There is an interesting post on Laura Vanderkam's blog detailing the "ideal week" of an imaginary woman (Jane) that is balancing a family and a super-important job. Go skim the beginning, and then read in detail Jane's daily schedule. How do you feel after reading it?

I think the point was to make the reader feel inspired, because Look! Jane works 55 hours a week and still has lots of time for her kids, and exercise, and even date night! And I think the underlying message---that higher-level jobs offer the flexibility to allow for as much (if not more) family time than lower-level jobs. And the money to outsource the "non-priorities" that eat up a lot of women's time. So yes, lean in! Get a great job that affords you the ability to build your own schedule that fits your family's needs.

But honestly,  reading Jane's actual schedule exhausted me. So much packed into each day, with no downtime (and unrealistically, sometimes no commute or get-ready time---how does she stop running at 9:30 and get downtown to work by 10?). It would require meticulous scheduling and planning, not to mention endless reserves of physical and mental energy to stick to such a routine.

I can't live like that. I've tried. I know that there are many unused corners in my 168-hour week. If I work 45 hours and sleep 50 hours, that still leaves over SEVENTY hours in the week. I could be working out an hour a day, keeping my house immaculate, and spending loads of quality time with my husband and kids.

But it doesn't work like that, does it? All hours are not equal. I may have an hour from 9-10pm, but I can't fit work-outs there, I'm exhausted, its dark & unsafe outside, and it'd keep me from falling asleep. I also can't work out when L needs cuddles at 5:30 AM (we take turns providing the cuddles, so one of us can work out).

And maybe I COULD get out a spreadsheet and carefully add all the puzzle pieces so that my days are penciled with productive activities from 5:30 AM to 10:30 PM on weekdays and the weekends are equally scheduled with "fun". It could work in theory. But in reality, something will come up, and one activity will have to be pushed to another day.
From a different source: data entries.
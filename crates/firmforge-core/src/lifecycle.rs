//! Job lifecycle manager
//!
//! Owns the mapping from job identifier to job state. Each accepted request
//! gets its own workspace and its own build task; the task reports through a
//! oneshot channel, so a job is observably `Compiling` until the toolchain
//! finishes.
//!
//! ```text
//! submit -> Compiling -> Succeeded   (workspace retained until cleanup/sweep)
//!                     -> Failed      (workspace deleted after reporting)
//! any state -> cleanup -> gone
//! ```

use crate::archive;
use crate::error::{InvokeError, JobError, JobResult};
use crate::invoker::{BuildInvoker, InvocationOutput};
use crate::locator;
use crate::output::{tail, STDERR_TAIL, STDOUT_TAIL_FAILURE, STDOUT_TAIL_SUCCESS};
use crate::registry::TargetRegistry;
use crate::request::CompileRequest;
use crate::store::JobStore;
use crate::workspace::{Workspace, WorkspaceBuilder};
use chrono::{DateTime, Utc};
use firmforge_types::{CompileReport, FailureKind, JobId, JobPhase, JobStatus, JobSummary};
use std::collections::{BTreeMap, HashMap};
use std::sync::Arc;
use std::time::Duration;
use tokio::sync::{oneshot, RwLock, Semaphore};
use tokio::task::JoinHandle;

/// Default bound on concurrently running toolchain processes.
pub const DEFAULT_MAX_CONCURRENT_BUILDS: usize = 4;

/// Ledger entry for a job this process submitted.
#[derive(Debug)]
struct JobRecord {
    board: String,
    phase: JobPhase,
    updated_at: DateTime<Utc>,
    /// Kept for failed jobs only; their workspace is gone
    report: Option<CompileReport>,
    task: Option<JoinHandle<()>>,
}

/// A job whose build task is running.
#[derive(Debug)]
pub struct SubmittedJob {
    pub job_id: JobId,
    receiver: oneshot::Receiver<CompileReport>,
}

impl SubmittedJob {
    /// Wait for the build task's report.
    pub async fn wait(self) -> JobResult<CompileReport> {
        let SubmittedJob { job_id, receiver } = self;
        receiver.await.map_err(|_| JobError::Abandoned(job_id))
    }
}

/// Artifact bytes ready to send.
#[derive(Debug, Clone)]
pub struct ArtifactDownload {
    pub name: String,
    pub bytes: Vec<u8>,
}

/// Outcome of one retention sweep.
#[derive(Debug, Clone, Copy, Default, PartialEq, Eq)]
pub struct SweepStats {
    pub workspaces_removed: usize,
    pub records_purged: usize,
}

/// Coordinates workspace creation, builds, status, downloads and cleanup.
#[derive(Clone)]
pub struct JobManager {
    registry: TargetRegistry,
    store: Arc<dyn JobStore>,
    builder: WorkspaceBuilder,
    invoker: Arc<BuildInvoker>,
    records: Arc<RwLock<HashMap<JobId, JobRecord>>>,
    permits: Arc<Semaphore>,
}

impl JobManager {
    pub fn new(
        store: Arc<dyn JobStore>,
        invoker: BuildInvoker,
        max_concurrent_builds: usize,
    ) -> Self {
        Self {
            registry: TargetRegistry::new(),
            builder: WorkspaceBuilder::new(store.clone()),
            store,
            invoker: Arc::new(invoker),
            records: Arc::new(RwLock::new(HashMap::new())),
            permits: Arc::new(Semaphore::new(max_concurrent_builds.max(1))),
        }
    }

    pub fn registry(&self) -> &TargetRegistry {
        &self.registry
    }

    pub fn invoker(&self) -> &BuildInvoker {
        &self.invoker
    }

    /// Accept a request and start its build without waiting for it.
    ///
    /// Unknown boards fail before anything is allocated. Workspace validation
    /// failures discard the workspace and record no job.
    pub async fn submit(&self, request: CompileRequest) -> JobResult<SubmittedJob> {
        let target = self.registry.resolve(&request.board)?;

        let workspace = self
            .builder
            .create(target, &request.sources, &request.libraries, &request.flags)
            .await
            .map_err(JobError::from)?;
        let job_id = workspace.job_id().clone();

        self.records.write().await.insert(
            job_id.clone(),
            JobRecord {
                board: request.board.clone(),
                phase: JobPhase::Compiling,
                updated_at: Utc::now(),
                report: None,
                task: None,
            },
        );

        let (tx, rx) = oneshot::channel();
        let manager = self.clone();
        let handle = tokio::spawn(async move { manager.run_build(workspace, tx).await });

        match self.records.write().await.get_mut(&job_id) {
            Some(record) if record.phase == JobPhase::Compiling => record.task = Some(handle),
            Some(_) => {}
            // Cleaned up before the handle was stored.
            None => handle.abort(),
        }

        tracing::info!(job_id = %job_id, board = %request.board, "Compile job submitted");

        Ok(SubmittedJob {
            job_id,
            receiver: rx,
        })
    }

    /// Submit and wait for the report.
    pub async fn compile(&self, request: CompileRequest) -> JobResult<CompileReport> {
        self.submit(request).await?.wait().await
    }

    async fn run_build(self, workspace: Workspace, tx: oneshot::Sender<CompileReport>) {
        let job_id = workspace.job_id().clone();

        let report = {
            // The semaphore is never closed.
            let _permit = self.permits.clone().acquire_owned().await.ok();
            tracing::info!(job_id = %job_id, "Build started");
            let result = self.invoker.invoke(workspace.root()).await;
            build_report(&job_id, &workspace, result).await
        };

        tracing::info!(
            job_id = %job_id,
            success = report.success,
            elapsed_ms = report.elapsed_ms,
            artifact = report.artifact.as_ref().map(|a| a.name.as_str()),
            "Build finished"
        );

        let still_tracked = self.finish(&job_id, &report).await;
        let success = report.success;
        if tx.send(report).is_err() {
            tracing::debug!(job_id = %job_id, "Nobody waiting for build report");
        }

        // Failed jobs never accumulate; jobs deleted mid-build are cleaned up too.
        if !success || !still_tracked {
            match self.store.delete(&job_id).await {
                Ok(_) => tracing::debug!(job_id = %job_id, "Workspace deleted after build"),
                Err(e) => {
                    tracing::warn!(job_id = %job_id, error = %e, "Failed to delete workspace")
                }
            }
        }
    }

    /// Move a record to its terminal phase. Returns false if the job was
    /// deleted while building.
    async fn finish(&self, job_id: &JobId, report: &CompileReport) -> bool {
        let mut records = self.records.write().await;
        let Some(record) = records.get_mut(job_id) else {
            return false;
        };

        record.phase = if report.success {
            JobPhase::Succeeded
        } else {
            JobPhase::Failed
        };
        record.updated_at = Utc::now();
        record.task = None;
        record.report = (!report.success).then(|| report.clone());
        true
    }

    /// Current state of a job.
    pub async fn status(&self, id: &JobId) -> JobResult<JobStatus> {
        let tracked = self.records.read().await.get(id).map(|r| {
            (
                r.phase,
                r.report
                    .as_ref()
                    .map(|rep| (rep.message.clone(), rep.stderr.clone())),
            )
        });

        match tracked {
            Some((JobPhase::Compiling, _)) => return Ok(JobStatus::Compiling),
            Some((JobPhase::Failed, failure)) => {
                let (message, errors) =
                    failure.unwrap_or_else(|| ("Compilation failed".to_string(), None));
                return Ok(JobStatus::Failed { message, errors });
            }
            Some((JobPhase::Succeeded, _)) | None => {}
        }

        let Some(workspace) = self.store.get(id).await? else {
            return Ok(JobStatus::NotFound);
        };

        Ok(match locator::locate(&workspace.build_dir()).await {
            Some(artifact) => JobStatus::Completed { artifact },
            None => JobStatus::PendingOrFailed,
        })
    }

    /// Read the located artifact.
    pub async fn artifact(&self, id: &JobId) -> JobResult<ArtifactDownload> {
        let workspace = self.workspace(id).await?;
        let artifact = locator::locate(&workspace.build_dir())
            .await
            .ok_or_else(|| JobError::NotFound("Firmware file not found".to_string()))?;

        let bytes = tokio::fs::read(&artifact.path)
            .await
            .map_err(|e| JobError::Resource(format!("{}: {}", artifact.path.display(), e)))?;

        Ok(ArtifactDownload {
            name: artifact.name,
            bytes,
        })
    }

    /// Zip the whole build output directory. Returns the archive file name and
    /// its bytes.
    pub async fn archive(&self, id: &JobId) -> JobResult<(String, Vec<u8>)> {
        let workspace = self.workspace(id).await?;
        let build_dir = workspace.build_dir();

        if !tokio::fs::metadata(&build_dir)
            .await
            .map(|m| m.is_dir())
            .unwrap_or(false)
        {
            return Err(JobError::NotFound("Build directory not found".to_string()));
        }

        let bytes = archive::zip_dir_async(build_dir)
            .await
            .map_err(|e| JobError::Resource(e.to_string()))?;

        Ok((format!("firmware_{}.zip", id), bytes))
    }

    /// Delete a job in any state. Returns false when there was nothing to
    /// delete.
    pub async fn cleanup(&self, id: &JobId) -> JobResult<bool> {
        let mut record = self.records.write().await.remove(id);
        if let Some(task) = record.as_mut().and_then(|r| r.task.take()) {
            tracing::info!(job_id = %id, "Aborting in-flight build");
            task.abort();
            // Dropping the build future kills the toolchain's process group;
            // nothing may write into the workspace once it is deleted.
            let _ = task.await;
        }

        let removed = self.store.delete(id).await?;
        if removed {
            tracing::info!(job_id = %id, "Workspace deleted");
        }
        Ok(removed || record.is_some())
    }

    /// All jobs known to the ledger or present in the store.
    pub async fn list(&self) -> JobResult<Vec<JobSummary>> {
        let stored = self.store.list().await?;
        let records = self.records.read().await;

        let mut summaries: BTreeMap<JobId, JobSummary> = BTreeMap::new();
        for job in stored {
            let id = job.workspace.job_id().clone();
            summaries.insert(
                id.clone(),
                JobSummary {
                    job_id: id,
                    target: None,
                    phase: None,
                    has_workspace: true,
                    updated_at: job.modified,
                },
            );
        }

        for (id, record) in records.iter() {
            let entry = summaries.entry(id.clone()).or_insert_with(|| JobSummary {
                job_id: id.clone(),
                target: None,
                phase: None,
                has_workspace: false,
                updated_at: record.updated_at,
            });
            entry.target = Some(record.board.clone());
            entry.phase = Some(record.phase);
            entry.updated_at = entry.updated_at.max(record.updated_at);
        }

        Ok(summaries.into_values().collect())
    }

    /// Delete workspaces and ledger entries untouched for longer than `ttl`.
    /// Jobs that are still compiling are never swept.
    pub async fn sweep(&self, ttl: Duration) -> JobResult<SweepStats> {
        let ttl = chrono::Duration::from_std(ttl).unwrap_or_else(|_| chrono::Duration::days(36500));
        let cutoff = Utc::now() - ttl;
        let mut stats = SweepStats::default();

        let compiling: Vec<JobId> = self
            .records
            .read()
            .await
            .iter()
            .filter(|(_, r)| r.phase == JobPhase::Compiling)
            .map(|(id, _)| id.clone())
            .collect();

        for job in self.store.list().await? {
            let id = job.workspace.job_id();
            if job.modified > cutoff || compiling.contains(id) {
                continue;
            }
            if self.store.delete(id).await? {
                tracing::info!(job_id = %id, modified = %job.modified, "Expired workspace deleted");
                stats.workspaces_removed += 1;
            }
        }

        let mut records = self.records.write().await;
        let before = records.len();
        records.retain(|_, r| r.phase == JobPhase::Compiling || r.updated_at > cutoff);
        stats.records_purged = before - records.len();

        Ok(stats)
    }

    async fn workspace(&self, id: &JobId) -> JobResult<Workspace> {
        self.store
            .get(id)
            .await?
            .ok_or_else(|| JobError::NotFound("Job not found or expired".to_string()))
    }
}
//! Local-disk job store

use super::traits::*;
use crate::error::{StoreError, StoreResult};
use crate::workspace::Workspace;
use async_trait::async_trait;
use firmforge_types::JobId;
use std::io::ErrorKind;
use std::path::{Path, PathBuf};

/// Job store keeping one directory per job under a shared root.
#[derive(Debug, Clone)]
pub struct DiskJobStore {
    root: PathBuf,
}

impl DiskJobStore {
    pub fn new(root: impl Into<PathBuf>) -> Self {
        Self { root: root.into() }
    }

    pub fn root(&self) -> &Path {
        &self.root
    }

    /// Create the root directory if it does not exist yet.
    pub async fn ensure_root(&self) -> StoreResult<()> {
        tokio::fs::create_dir_all(&self.root)
            .await
            .map_err(|e| StoreError::io(&self.root, e))
    }

    fn workspace(&self, id: &JobId) -> Workspace {
        Workspace::new(id.clone(), self.root.join(id.as_str()))
    }
}

#[async_trait]
impl JobStore for DiskJobStore {
    async fn create(&self, id: &JobId) -> StoreResult<Workspace> {
        self.ensure_root().await?;

        let workspace = self.workspace(id);
        match tokio::fs::create_dir(workspace.root()).await {
            Ok(()) => {}
            Err(e) if e.kind() == ErrorKind::AlreadyExists => {
                return Err(StoreError::AlreadyExists(id.clone()));
            }
            Err(e) => return Err(StoreError::io(workspace.root(), e)),
        }

        for dir in workspace.skeleton_dirs() {
            if let Err(e) = tokio::fs::create_dir_all(&dir).await {
                let _ = tokio::fs::remove_dir_all(workspace.root()).await;
                return Err(StoreError::io(dir, e));
            }
        }

        Ok(workspace)
    }

    async fn get(&self, id: &JobId) -> StoreResult<Option<Workspace>> {
        let workspace = self.workspace(id);
        match tokio::fs::metadata(workspace.root()).await {
            Ok(meta) if meta.is_dir() => Ok(Some(workspace)),
            Ok(_) => Ok(None),
            Err(e) if e.kind() == ErrorKind::NotFound => Ok(None),
            Err(e) => Err(StoreError::io(workspace.root(), e)),
        }
    }

    async fn delete(&self, id: &JobId) -> StoreResult<bool> {
        let root = self.root.join(id.as_str());
        match tokio::fs::remove_dir_all(&root).await {
            Ok(()) => Ok(true),
            Err(e) if e.kind() == ErrorKind::NotFound => Ok(false),
            Err(e) => Err(StoreError::io(root, e)),
        }
    }

    async fn list(&self) -> StoreResult<Vec<StoredJob>> {
        let mut entries = match tokio::fs::read_dir(&self.root).await {
            Ok(entries) => entries,
            Err(e) if e.kind() == ErrorKind::NotFound => return Ok(Vec::new()),
            Err(e) => return Err(StoreError::io(&self.root, e)),
        };

        let mut jobs = Vec::new();
        while let Some(entry) = entries
            .next_entry()
            .await
            .map_err(|e| StoreError::io(&self.root, e))?
        {
            let meta = match entry.metadata().await {
                Ok(meta) if meta.is_dir() => meta,
                _ => continue,
            };

            let name = entry.file_name();
            let Some(id) = name.to_str().and_then(|n| JobId::parse(n).ok()) else {
                tracing::debug!(entry = ?name, "Skipping non-job entry in store root");
                continue;
            };

            let modified = meta
                .modified()
                .map(chrono::DateTime::<chrono::Utc>::from)
                .unwrap_or_else(|_| chrono::Utc::now());

            jobs.push(StoredJob {
                workspace: self.workspace(&id),
                modified,
            });
        }

        jobs.sort_by(|a, b| a.workspace.job_id().cmp(b.workspace.job_id()));
        Ok(jobs)
    }
}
And suddenly the whole thing falls apart.

I realized I like my life to have wide margins. Time for down-time, to make up what didn't happen yesterday, to fit in an unexpected emergency without throwing off the entire day, week, month.
At home, it fits with my goal of creating more free time and relaxation for our family.  At work, it just keeps me from being a frazzled, anxious mess. I know people who schedule meetings back to back to back with no regard for a) travel time or b) needing downtime in between to eat/pee/check email. Invariably they just get later & later as the day wears on. I can't live like that.

When I was young and naive, I used to love to be busy. I adored looking at my calendar and seeing all the social activities, and volunteer work, and hobbies I had scheduled. Opportunities for living (because you know, my greatest fear was "not having a life").

But I've grown and I've changed, and now I love nothing more than a blank day. The expanse of white paper, and the possibilities it holds.

16 comments:

  1. I agree ... too much scheduling. It would make me completely stressed out ... too stressed to actually *enjoy* the time to be present with my family, because I'd be thinking about what I had to do next. As someone about to embark on a new job with a 1 hour commute each way, I'd love for this to be true, but "zipping home" for a story at my daughter's preschool is not a reality. There's a lot missing from the picture she presents.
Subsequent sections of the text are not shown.